Posted By Jennifer Lemmings, Friday, December 2, 2016
Updated: Thursday, December 1, 2016

On November 4, President Obama signed an Executive Order reinforcing the Global Health Security Agenda (GHSA) as a presidential-level priority and bolstering the United States as a major catalyst for supporting the GHSA and its promise. In his Executive Order, President Obama highlights the role of protecting global security as a key tenet of the United States’ national strategy to combat biological threats. He points out that in a globalized world, in order to protect ourselves, we must protect and bolster other nations’ health infrastructures.

The United States, joining the World Health Organization (WHO), Food and Agriculture Organization of the United Nations (FAO), World Organisation for Animal Health (OIE), Global Partnership Against the Spread of Weapons and Materials of Mass Destruction, the International Criminal Police Organization (INTERPOL), and other relevant organizations and stakeholders, will coordinate amongst governmental and non-governmental entities in order to advance the “global health agenda.” This will include the development of an inter-agency council to draft guidance for the agencies and support and track global health issues and how the United States can lead and participate in addressing them, among other things.

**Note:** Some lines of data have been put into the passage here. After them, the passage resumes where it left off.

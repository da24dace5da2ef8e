//! Group key agreement transport layer.
//!
//! Members find each other through a UDP multicast group and answer each
//! other over unicast. A [`MulticastChannel`] owns both sockets: one bound
//! to the group port with address reuse (so several members can share a
//! host) and one on an ephemeral port that every outbound datagram leaves
//! from. A peer's reply endpoint is therefore the sender address of any
//! datagram it sent.
//!
//! # Quick start
//!
//! ```rust,no_run
//! use gka_transport::{ChannelConfig, MulticastChannel};
//!
//! # async fn example() -> Result<(), gka_transport::TransportError> {
//! let channel = MulticastChannel::bind(ChannelConfig::new()).await?;
//! println!("Local endpoint: {}", channel.local_endpoint());
//!
//! channel.send_multicast(b"hello group").await?;
//!
//! let (data, from) = channel.recv().await?;
//! channel.send_unicast(&data, from).await?;
//! # Ok(())
//! # }
//! ```

mod channel;
mod config;
mod error;

pub use channel::MulticastChannel;
pub use config::ChannelConfig;
pub use error::TransportError;

/// Address of a member: IPv4 address plus the port of its unicast socket.
pub type Endpoint = std::net::SocketAddrV4;
impl StrMember {
    /// Create a member using X25519.
    pub fn new(
        config: MemberConfig,
        local: Endpoint,
        stats: Arc<dyn StatisticsSink>,
    ) -> Result<Self, GkaError> {
        Self::with_key_exchange(config, local, stats, Box::new(X25519Exchange))
    }

    pub fn with_key_exchange(
        config: MemberConfig,
        local: Endpoint,
        stats: Arc<dyn StatisticsSink>,
        kx: Box<dyn KeyExchange>,
    ) -> Result<Self, GkaError> {
        config.validate()?;
        let mut rng = match config.rng_seed {
            Some(seed) => StdRng::seed_from_u64(seed),
            None => StdRng::from_os_rng(),
        };
        let (secret, public) = kx.generate_keypair(&mut rng);
        stats.record_count(CountMetric::CryptoOperationsCount);

        Ok(Self {
            config,
            local,
            kx,
            rng,
            stats,
            secret,
            public,
            member_id: None,
            is_sponsor: false,
            keys_computed: 0,
            tree: None,
            pending: IndexMap::new(),
            members: MemberDirectory::new(),
            armed: HashSet::new(),
            offer_seen: false,
            admitted: None,
            last_response: None,
            higher_member_id_assigned: false,
            synch_token_received: false,
            token_forwarded: false,
            synch_finished: false,
            finishing: false,
            finish_received: false,
            finish_acks: HashSet::new(),
            established: false,
            finished: false,
        })
    }

    pub fn public_value(&self) -> &PublicValue {
        &self.public
    }

    pub fn keys_computed(&self) -> u16 {
        self.keys_computed
    }

    pub fn is_sponsor(&self) -> bool {
        self.is_sponsor
    }

    pub fn key_tree(&self) -> Option<&KeyTree> {
        self.tree.as_ref()
    }

    pub fn members(&self) -> &MemberDirectory {
        &self.members
    }

    pub fn pending_len(&self) -> usize {
        self.pending.len()
    }

    // ── Derived state ────────────────────────────────────────────────

    fn member_count(&self) -> u16 {
        self.config.member_count
    }

    fn service(&self) -> ServiceId {
        self.config.service_id
    }

    fn serves(&self, service: ServiceId) -> bool {
        if service != self.config.service_id {
            debug!(service, "ignoring message for another service");
            return false;
        }
        true
    }

    /// Holds every contribution from its own id up to the last member.
    fn complete(&self) -> bool {
        match self.member_id {
            Some(id) => self.keys_computed == self.member_count() - id + 1,
            None => false,
        }
    }

    fn missing_predecessors(&self) -> Vec<MemberId> {
        match self.member_id {
            Some(id) => self.members.missing(1..id),
            None => Vec::new(),
        }
    }

    fn missing_successors(&self) -> Vec<MemberId> {
        match self.member_id.and_then(|id| self.keys_computed.checked_add(id)) {
            Some(next) => self.members.missing(next..=self.member_count()),
            None => Vec::new(),
        }
    }

    fn successor(&self) -> Option<MemberId> {
        self.member_id.map(|id| successor(id, self.member_count()))
    }

    // ── Message builders ─────────────────────────────────────────────

    fn find(&self) -> Message {
        Message::Find(Find {
            required_service: self.service(),
        })
    }

    fn offer(&self) -> Message {
        Message::Offer(Offer {
            offered_service: self.service(),
        })
    }

    fn request(&self) -> Message {
        Message::Request(Request {
            required_service: self.service(),
            requester_public_value: self.public.clone(),
        })
    }

    fn info_request(&self, ids: Vec<MemberId>) -> MemberInfoRequest {
        MemberInfoRequest {
            required_service: self.service(),
            requested_member_ids: ids,
        }
    }

    fn info_response(&self, member_id: MemberId) -> MemberInfoResponse {
        MemberInfoResponse {
            offered_service: self.service(),
            member_id,
            public_value: self.public.clone(),
        }
    }

    fn token(&self, target_member_id: MemberId) -> Message {
        Message::SynchToken(SynchToken { target_member_id })
    }

    // ── Effect helpers ───────────────────────────────────────────────

    fn multicast(&self, out: &mut Vec<Effect>, message: Message) {
        self.stats
            .record_count(message.message_type().count_metric());
        out.push(Effect::Multicast(message));
    }

    fn unicast(&self, out: &mut Vec<Effect>, to: Endpoint, message: Message) {
        self.stats
            .record_count(message.message_type().count_metric());
        out.push(Effect::Unicast { to, message });
    }

    /// Arm `task` after a scatter delay unless it is already armed.
    fn schedule(&mut self, out: &mut Vec<Effect>, task: Task) {
        if self.armed.insert(task) {
            let delay = self.config.scatter_delay.sample(&mut self.rng);
            out.push(Effect::Schedule { task, delay });
        }
    }

    /// Send now and keep repeating until the task's guard turns false.
    fn repeat(&mut self, out: &mut Vec<Effect>, task: Task, message: Message) {
        if self.armed.contains(&task) {
            return;
        }
        self.multicast(out, message);
        self.schedule(out, task);
    }

    fn cancel(&mut self, out: &mut Vec<Effect>, task: Task) {
        if self.armed.remove(&task) {
            out.push(Effect::Cancel(task));
        }
    }

    fn crypto_op(&self) {
        self.stats.record_count(CountMetric::CryptoOperationsCount);
    }

    fn key_computed(&self, out: &mut Vec<Effect>) {
        let root = self
            .tree
            .as_ref()
            .map(|t| t.root_secret().short_repr())
            .unwrap_or_default();
        debug!(keys_computed = self.keys_computed, %root, "key computed");
        out.push(Effect::Emit(ProtocolEvent::KeyComputed {
            keys_computed: self.keys_computed,
            root,
        }));
    }

    fn error(&self, out: &mut Vec<Effect>, description: String) {
        warn!("{description}");
        out.push(Effect::Emit(ProtocolEvent::Error { description }));
    }

    /// Record an assigned member and drop it from the candidates.
    fn record_member(&mut self, endpoint: Endpoint, id: MemberId, public: PublicValue) {
        if endpoint == self.local {
            return;
        }
        if self.members.record(endpoint, id, public) {
            debug!(member_id = id, %endpoint, "recorded member");
        }
        self.pending.shift_remove(&endpoint);
    }

    /// Messages only assigned members send. Seeing one from the member we
    /// admitted means it took over and our RESPONSE can stop.
    fn note_assigned_sender(&mut self, from: Endpoint) {
        if self.admitted == Some(from) && !self.higher_member_id_assigned {
            debug!(%from, "successor sponsor is active");
            self.higher_member_id_assigned = true;
        }
    }

    fn check_complete(&mut self, out: &mut Vec<Effect>) {
        if self.established || !self.complete() {
            return;
        }
        let Some(tree) = self.tree.as_ref() else {
            return;
        };
        self.established = true;
        let fingerprint = tree.root_secret().short_repr();
        info!(
            member_id = ?self.member_id,
            group_key = %fingerprint,
            "group key established"
        );
        out.push(Effect::Emit(ProtocolEvent::GroupKeyEstablished {
            member_id: self.member_id,
            fingerprint,
        }));
    }

    fn finish(&mut self, out: &mut Vec<Effect>) {
        if self.finished {
            return;
        }
        self.finished = true;
        self.stats.record_timestamp(TimeMetric::DurationEnd);
        info!(member_id = ?self.member_id, "key agreement finished");
        out.push(Effect::Emit(ProtocolEvent::Finished {
            member_id: self.member_id,
        }));
        out.push(Effect::Terminate);
    }

    // ── Lifecycle ────────────────────────────────────────────────────

    fn start(&mut self) -> Vec<Effect> {
        let mut out = Vec::new();
        self.stats.record_count(CountMetric::MemberCount);
        self.stats.record_timestamp(TimeMetric::DurationStart);

        if !self.config.is_sponsor {
            info!(service = self.service(), "looking for a sponsor");
            let find = self.find();
            self.repeat(&mut out, Task::Find, find);
            return out;
        }

        self.stats.record_timestamp(TimeMetric::KeyAgreementStart);
        self.tree = Some(KeyTree::build(
            self.secret.clone(),
            Some(self.public.clone()),
            Some(self.secret.clone()),
            self.public.clone(),
        ));
        self.member_id = Some(1);
        self.keys_computed = 1;
        self.is_sponsor = true;
        self.members.record(self.local, 1, self.public.clone());
        info!(service = self.service(), "initial sponsor");
        out.push(Effect::Emit(ProtocolEvent::Assigned { member_id: 1 }));
        out.push(Effect::Emit(ProtocolEvent::BecameSponsor { member_id: 1 }));
        self.key_computed(&mut out);

        if self.member_count() == 1 {
            self.check_complete(&mut out);
            self.finish(&mut out);
            return out;
        }

        let offer = self.offer();
        self.repeat(&mut out, Task::Offer, offer);
        out
    }

    /// Is `task` still worth running?
    fn guard(&self, task: Task) -> bool {
        if self.finished {
            return false;
        }
        match task {
            Task::Find => self.member_id.is_none() && !self.offer_seen,
            Task::Offer => self.is_sponsor && self.member_id < Some(self.member_count()),
            Task::Request => self.member_id.is_none(),
            Task::Response => !self.higher_member_id_assigned && self.last_response.is_some(),
            Task::MemberInfoRequest => self.accepting(),
            Task::MemberInfoResponse | Task::SynchResponse => self.member_id.is_some(),
            Task::SynchRequest => {
                self.synch_token_received && !self.complete() && !self.finish_received
            }
            Task::SynchToken => {
                !self.synch_finished && !self.finishing && !self.finish_received
            }
            Task::Finish | Task::FinishTimeout => self.finishing,
            Task::FinishAck => false,
        }
    }

    fn timer(&mut self, task: Task) -> Vec<Effect> {
        let mut out = Vec::new();
        self.armed.remove(&task);
        if !self.guard(task) {
            Absorbed::TimerRace(task).log();
            return out;
        }

        match task {
            Task::Find => {
                let find = self.find();
                self.repeat(&mut out, task, find);
            }
            Task::Offer => {
                let offer = self.offer();
                self.repeat(&mut out, task, offer);
            }
            Task::Request => {
                // One REQUEST per OFFER burst; the sponsor keeps offering.
                let request = self.request();
                self.multicast(&mut out, request);
            }
            Task::Response => {
                if let Some(response) = self.last_response.clone() {
                    self.repeat(&mut out, task, Message::Response(response));
                }
            }
            // Asks again while predecessors are missing, then admits or offers.
            Task::MemberInfoRequest => self.admit_next(&mut out),
            Task::MemberInfoResponse => {
                if let Some(id) = self.member_id {
                    let response = self.info_response(id);
                    self.multicast(&mut out, Message::MemberInfoResponse(response));
                }
            }
            Task::SynchRequest => {
                let missing = self.missing_successors();
                if !missing.is_empty() {
                    let request = self.info_request(missing);
                    self.repeat(&mut out, task, Message::MemberInfoSynchRequest(request));
                }
            }
            Task::SynchResponse => {
                if let Some(id) = self.member_id {
                    let response = self.info_response(id);
                    self.multicast(&mut out, Message::MemberInfoSynchResponse(response));
                }
            }
            Task::SynchToken => {
                if let Some(next) = self.successor() {
                    let token = self.token(next);
                    self.repeat(&mut out, task, token);
                }
            }
            Task::Finish => self.repeat(&mut out, task, Message::Finish),
            Task::FinishTimeout => {
                warn!(
                    acks = self.finish_acks.len(),
                    expected = self.member_count() - 1,
                    "finish timeout elapsed before every member acknowledged"
                );
                self.finish(&mut out);
            }
            Task::FinishAck => {}
        }
        out
    }
}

CSTE is pleased to support the President’s efforts, acknowledging that walls cannot stop the spread of disease, and therefore national health security can only be achieved through the protection of global health security. CSTE’s international role has accelerated rapidly within the last two years as we work to better support epidemiology surge capacity needs. Funding from the Centers for Disease Control and Prevention (CDC) and the CDC Foundation enabled CSTE to support international public health emergencies in Ebola, and now in Zika.

In January 2015, four French speaking senior epidemiologists traveled to four high risk Ebola Virus unaffected countries in Western Africa. As part of a comprehensive strategy to contain the regional Ebola epidemic, CDC and other international partners during this period were working in 18 unaffected high risk countries, with the aim of increasing capacity to detect and control any introduced Ebola Virus cases. The goal was to enhance the epidemiologic capacity in these countries and to provide:

  • Capacity building, technical assistance and guidance to the Ministries of Health/Health Departments surrounding Guinea, Sierra Leone and Liberia; and
  • Assessment of existing capacities and recommendations for improvement of policies and procedures
Funding for this work continued, and since August 2015 CSTE has supported an additional 40 deployments including those from the New York City Department of Health and Mental Hygiene, with an average deployment in Western Africa of 43 days.
 
As needs in the Zika response efforts have increased, CSTE is also supporting epidemiology work in Puerto Rico. Currently six deployments are completed or underway.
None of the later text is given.